Senate debates

Tuesday, 8 February 2011

Condolences

Mr Charles Ronald Maunsell

12:55 pm

Photo of Ron BoswellRon Boswell (Queensland, National Party) Share this | Hansard source

I join in this condolence motion with the Acting Leader of the Government, the Leader of the Opposition and the Leader of the National Party. Ron died at age 88. I knew him very well. When I became a member of the party he was already a senator and after the Senate ticket was dissolved and the party split—which necessitated the National Party running a separate ticket—there was a huge commotion as to whether to put up Florence Bjelke-Peterson or follow the traditional ticket. It was a matter of life and death for the National Party at the time. We had to make a decision and the party decided that they wished Florence Bjelke-Peterson to lead the ticket, which was the reason that Ron Maunsell fell off the bottom of the ticket. But he was well liked and he was well known. He was a dairy farmer, a pilot, a flight lieutenant, a grazier and a senator, and all those roles he fulfilled very well.
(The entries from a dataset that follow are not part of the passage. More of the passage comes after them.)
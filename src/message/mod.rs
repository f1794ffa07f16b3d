//! Message records and the load-time normalization boundary.
//!
//! Messages arrive from several uncoordinated sources (bundled JSON, the REST
//! backend, third-party quote APIs, user submissions), each with its own id
//! scheme and optional fields. Everything is read through [`RawMessage`] and
//! turned into a strict [`Message`] by [`RawMessage::normalize`].

use crate::utils::sanitize::{
    MAX_AUTHOR_CHARS, MAX_CATEGORY_CHARS, MAX_TEXT_CHARS, sanitize_input,
};
use serde::{Deserialize, Deserializer, Serialize};
use serde_json::Value;
use std::fmt;

pub const DEFAULT_AUTHOR: &str = "Anonymous";
pub const DEFAULT_CATEGORY: &str = "etc";

/// Message identifier. Numeric ids come from the bundled data and the
/// backend; prefixed string ids (`quote_3`, `zen_…`, `user_…`) from everything else.
#[derive(Debug, Clone, PartialEq, Eq, Hash, PartialOrd, Ord, Serialize, Deserialize)]
#[serde(untagged)]
pub enum MessageId {
    Numeric(i64),
    Text(String),
}

impl MessageId {
    /// Parse user input: digits become a numeric id, anything else a text id.
    pub fn parse(input: &str) -> Self {
        let trimmed = input.trim();
        trimmed
            .parse::<i64>()
            .map_or_else(|_| Self::Text(trimmed.to_string()), Self::Numeric)
    }
}

impl fmt::Display for MessageId {
    fn fmt(&self, f: &mut fmt::Formatter<'_>) -> fmt::Result {
        match self {
            Self::Numeric(n) => write!(f, "{}", n),
            Self::Text(s) => write!(f, "{}", s),
        }
    }
}

impl From<i64> for MessageId {
    fn from(n: i64) -> Self {
        Self::Numeric(n)
    }
}

impl From<i32> for MessageId {
    fn from(n: i32) -> Self {
        Self::Numeric(i64::from(n))
    }
}

impl From<&str> for MessageId {
    fn from(s: &str) -> Self {
        Self::Text(s.to_string())
    }
}

impl From<String> for MessageId {
    fn from(s: String) -> Self {
        Self::Text(s)
    }
}

/// Enum values that are read leniently from loosely-typed JSON: an empty or
/// unknown string maps to `None` instead of failing the whole record.
pub trait LenientParse: Sized {
    fn parse_lenient(value: &str) -> Option<Self>;
}

fn lenient_enum<'de, D, T>(deserializer: D) -> Result<Option<T>, D::Error>
where
    D: Deserializer<'de>,
    T: LenientParse,
{
    let value = Option::<Value>::deserialize(deserializer)?;
    Ok(value
        .as_ref()
        .and_then(Value::as_str)
        .and_then(T::parse_lenient))
}

#[derive(Debug, Clone, Copy, PartialEq, Eq, Hash, Serialize, Deserialize)]
#[serde(rename_all = "lowercase")]
pub enum TimeOfDay {
    Morning,
    Afternoon,
    Evening,
    Night,
}

impl TimeOfDay {
    pub fn from_hour(hour: u32) -> Self {
        match hour {
            5..=11 => Self::Morning,
            12..=17 => Self::Afternoon,
            18..=21 => Self::Evening,
            _ => Self::Night,
        }
    }

    pub fn as_str(self) -> &'static str {
        match self {
            Self::Morning => "morning",
            Self::Afternoon => "afternoon",
            Self::Evening => "evening",
            Self::Night => "night",
        }
    }
}

impl LenientParse for TimeOfDay {
    fn parse_lenient(value: &str) -> Option<Self> {
        match value.trim().to_ascii_lowercase().as_str() {
            "morning" => Some(Self::Morning),
            "afternoon" => Some(Self::Afternoon),
            "evening" => Some(Self::Evening),
            "night" => Some(Self::Night),
            _ => None,
        }
    }
}

impl fmt::Display for TimeOfDay {
    fn fmt(&self, f: &mut fmt::Formatter<'_>) -> fmt::Result {
        f.write_str(self.as_str())
    }
}

#[derive(Debug, Clone, Copy, PartialEq, Eq, Hash, Serialize, Deserialize)]
#[serde(rename_all = "lowercase")]
pub enum Season {
    Spring,
    Summer,
    Autumn,
    Winter,
    All,
}

impl Season {
    /// Season for a 1-based month number.
    pub fn from_month(month: u32) -> Self {
        match month {
            3..=5 => Self::Spring,
            6..=8 => Self::Summer,
            9..=11 => Self::Autumn,
            _ => Self::Winter,
        }
    }

    pub fn as_str(self) -> &'static str {
        match self {
            Self::Spring => "spring",
            Self::Summer => "summer",
            Self::Autumn => "autumn",
            Self::Winter => "winter",
            Self::All => "all",
        }
    }
}

impl LenientParse for Season {
    fn parse_lenient(value: &str) -> Option<Self> {
        match value.trim().to_ascii_lowercase().as_str() {
            "spring" => Some(Self::Spring),
            "summer" => Some(Self::Summer),
            "autumn" | "fall" => Some(Self::Autumn),
            "winter" => Some(Self::Winter),
            "all" => Some(Self::All),
            _ => None,
        }
    }
}

impl fmt::Display for Season {
    fn fmt(&self, f: &mut fmt::Formatter<'_>) -> fmt::Result {
        f.write_str(self.as_str())
    }
}

/// Review state of a message. Bundled and remote messages are `Active`.
#[derive(Debug, Clone, Copy, PartialEq, Eq, Serialize, Deserialize)]
#[serde(rename_all = "lowercase")]
pub enum MessageStatus {
    Active,
    Pending,
    Approved,
    Rejected,
}

impl LenientParse for MessageStatus {
    fn parse_lenient(value: &str) -> Option<Self> {
        match value.trim().to_ascii_lowercase().as_str() {
            "active" => Some(Self::Active),
            "pending" => Some(Self::Pending),
            "approved" => Some(Self::Approved),
            "rejected" => Some(Self::Rejected),
            _ => None,
        }
    }
}

#[derive(Debug, Clone, PartialEq, Serialize, Deserialize)]
#[serde(rename_all = "camelCase")]
pub struct Message {
    pub id: MessageId,
    pub text: String,
    pub author: String,
    pub category: String,
    #[serde(
        default,
        deserialize_with = "lenient_enum",
        skip_serializing_if = "Option::is_none"
    )]
    pub time_of_day: Option<TimeOfDay>,
    #[serde(
        default,
        deserialize_with = "lenient_enum",
        skip_serializing_if = "Option::is_none"
    )]
    pub season: Option<Season>,
    #[serde(default, skip_serializing_if = "Option::is_none")]
    pub special_day: Option<String>,
    #[serde(default, skip_serializing_if = "Option::is_none")]
    pub event: Option<String>,
    #[serde(default, skip_serializing_if = "Option::is_none")]
    pub created_at: Option<String>,
    #[serde(default, skip_serializing_if = "Option::is_none")]
    pub source: Option<String>,
    #[serde(
        default,
        deserialize_with = "lenient_enum",
        skip_serializing_if = "Option::is_none"
    )]
    pub status: Option<MessageStatus>,
}

impl Message {
    pub fn new(
        id: impl Into<MessageId>,
        text: impl Into<String>,
        author: impl Into<String>,
        category: impl Into<String>,
    ) -> Self {
        Self {
            id: id.into(),
            text: text.into(),
            author: author.into(),
            category: category.into(),
            time_of_day: None,
            season: None,
            special_day: None,
            event: None,
            created_at: None,
            source: None,
            status: None,
        }
    }

    #[must_use]
    pub fn with_time_of_day(mut self, time_of_day: TimeOfDay) -> Self {
        self.time_of_day = Some(time_of_day);
        self
    }

    #[must_use]
    pub fn with_season(mut self, season: Season) -> Self {
        self.season = Some(season);
        self
    }

    #[must_use]
    pub fn with_special_day(mut self, special_day: impl Into<String>) -> Self {
        self.special_day = Some(special_day.into());
        self
    }

    #[must_use]
    pub fn with_event(mut self, event: impl Into<String>) -> Self {
        self.event = Some(event.into());
        self
    }

    #[must_use]
    pub fn with_source(mut self, source: impl Into<String>) -> Self {
        self.source = Some(source.into());
        self
    }

    /// Two records describe the same message when both id and text agree.
    pub fn same_as(&self, other: &Message) -> bool {
        self.id == other.id && self.text == other.text
    }

    /// The message shown when no other message is available at all.
    pub fn placeholder() -> Self {
        Self::new(
            1,
            "A new morning begins. Have a good day today!",
            "Morning",
            "new-beginnings",
        )
        .with_time_of_day(TimeOfDay::Morning)
        .with_season(Season::All)
    }
}

/// Hardcoded messages used when no data source yields anything.
pub fn fallback_messages() -> Vec<Message> {
    vec![
        Message::new(
            "fallback_1",
            "A new day is starting. Believe in the things you can do today.",
            "Start of the Day",
            "new-beginnings",
        )
        .with_time_of_day(TimeOfDay::Morning)
        .with_season(Season::All)
        .with_source("fallback"),
        Message::new(
            "fallback_2",
            "Small progress is still progress. Encourage yourself.",
            "Start of the Day",
            "motivation",
        )
        .with_season(Season::All)
        .with_source("fallback"),
        Message::new(
            "fallback_3",
            "Begin today with a grateful heart.",
            "Start of the Day",
            "gratitude",
        )
        .with_time_of_day(TimeOfDay::Morning)
        .with_season(Season::All)
        .with_source("fallback"),
    ]
}

/// Loosely-typed message record as found in JSON resources.
///
/// Every field is optional and of any JSON type; [`RawMessage::normalize`]
/// decides what survives.
#[derive(Debug, Clone, Default, Deserialize)]
#[serde(rename_all = "camelCase")]
pub struct RawMessage {
    #[serde(default)]
    pub id: Option<Value>,
    #[serde(default)]
    pub text: Option<Value>,
    #[serde(default)]
    pub author: Option<Value>,
    #[serde(default)]
    pub category: Option<Value>,
    #[serde(default)]
    pub time_of_day: Option<Value>,
    #[serde(default)]
    pub season: Option<Value>,
    #[serde(default)]
    pub special_day: Option<Value>,
    #[serde(default)]
    pub event: Option<Value>,
    #[serde(default)]
    pub created_at: Option<Value>,
    #[serde(default)]
    pub source: Option<Value>,
    #[serde(default)]
    pub status: Option<Value>,
}

fn text_field(value: Option<&Value>) -> Option<&str> {
    value
        .and_then(Value::as_str)
        .map(str::trim)
        .filter(|s| !s.is_empty())
}

impl RawMessage {
    /// Convert to a strict [`Message`]. Returns `None` when `text` is missing
    /// or blank. Missing fields receive defaults; `fallback_id` is used only
    /// when the record has no usable id.
    pub fn normalize(&self, fallback_id: impl FnOnce() -> MessageId) -> Option<Message> {
        let text = text_field(self.text.as_ref())?;
        let text = sanitize_input(text, MAX_TEXT_CHARS);
        if text.trim().is_empty() {
            return None;
        }

        let id = match &self.id {
            Some(Value::Number(n)) => n.as_i64().map(MessageId::Numeric),
            Some(Value::String(s)) if !s.trim().is_empty() => {
                Some(MessageId::Text(s.trim().to_string()))
            }
            _ => None,
        }
        .unwrap_or_else(fallback_id);

        let author = sanitize_input(
            text_field(self.author.as_ref()).unwrap_or(DEFAULT_AUTHOR),
            MAX_AUTHOR_CHARS,
        );
        let category = sanitize_input(
            text_field(self.category.as_ref()).unwrap_or(DEFAULT_CATEGORY),
            MAX_CATEGORY_CHARS,
        );

        Some(Message {
            id,
            text,
            author,
            category,
            time_of_day: text_field(self.time_of_day.as_ref()).and_then(TimeOfDay::parse_lenient),
            season: text_field(self.season.as_ref()).and_then(Season::parse_lenient),
            special_day: text_field(self.special_day.as_ref()).map(str::to_ascii_lowercase),
            event: text_field(self.event.as_ref()).map(str::to_ascii_lowercase),
            created_at: text_field(self.created_at.as_ref()).map(str::to_string),
            source: text_field(self.source.as_ref()).map(str::to_string),
            status: text_field(self.status.as_ref()).and_then(MessageStatus::parse_lenient),
        })
    }
}

/// Parse a `{"messages": [...]}` document into raw records.
///
/// Elements that are not JSON objects are skipped. A document without a
/// `messages` array is an error.
pub fn parse_message_document(bytes: &[u8]) -> anyhow::Result<Vec<RawMessage>> {
    let doc: Value = serde_json::from_slice(bytes)?;
    let items = doc
        .get("messages")
        .and_then(Value::as_array)
        .ok_or_else(|| anyhow::anyhow!("document has no \"messages\" array"))?;
    Ok(items
        .iter()
        .filter(|v| v.is_object())
        .filter_map(|v| serde_json::from_value::<RawMessage>(v.clone()).ok())
        .collect())
}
The Leader of the Liberal Party has mentioned his mother’s story, Suppose I Die. It was a message that she gave to an Aboriginal woman. She told this Aboriginal woman—and they were alone at the station—that she had malaria and she was giving instructions on ‘how to bury me, supposing I should die’. The Maunsells were the absolute pioneers of the North. They were managers of Mulgrave Station, after which they went to another station, the name of which escapes me at the moment. Just before the war, because Ron’s father never had the money to establish his own station, they established a dairy farm at Milanda. From there he went away to war and the book reflects how every time someone went to war the farmers of that age would have a meeting or a party for them in the town hall. He went away and came back and then, as other people did, took an interest in politics. Before I was involved in the party, he was promoted to the Senate where he served for a good 15 or 16 years and served particularly well.

We could not go past this condolence motion without mentioning the night of the long prawns. People have gone into it in a great deal of detail—far more detail than I want to go into. There will always be speculation about whether he knew what he was doing or it was just one of those coincidental meetings where you had a few prawns and a few scotches. Maybe we will just leave that to speculation, but there are many people who thought that it was a well-planned and well-executed campaign to control the Senate, and that is what happened. The repercussions from it were that there was an election, Senator Bjelke-Petersen got a very good vote and the government changed, and maybe you could put it down in some ways to Ron Maunsell.

But he was a good man, a man who absolutely, to the bootstraps, stood for rural Australia, primary industry and all those people who lived in the non-metropolitan areas of Australia. I wish to pass on my condolences to his wife, Joan. I know this will be a very sad time for her, her children and her grandchildren.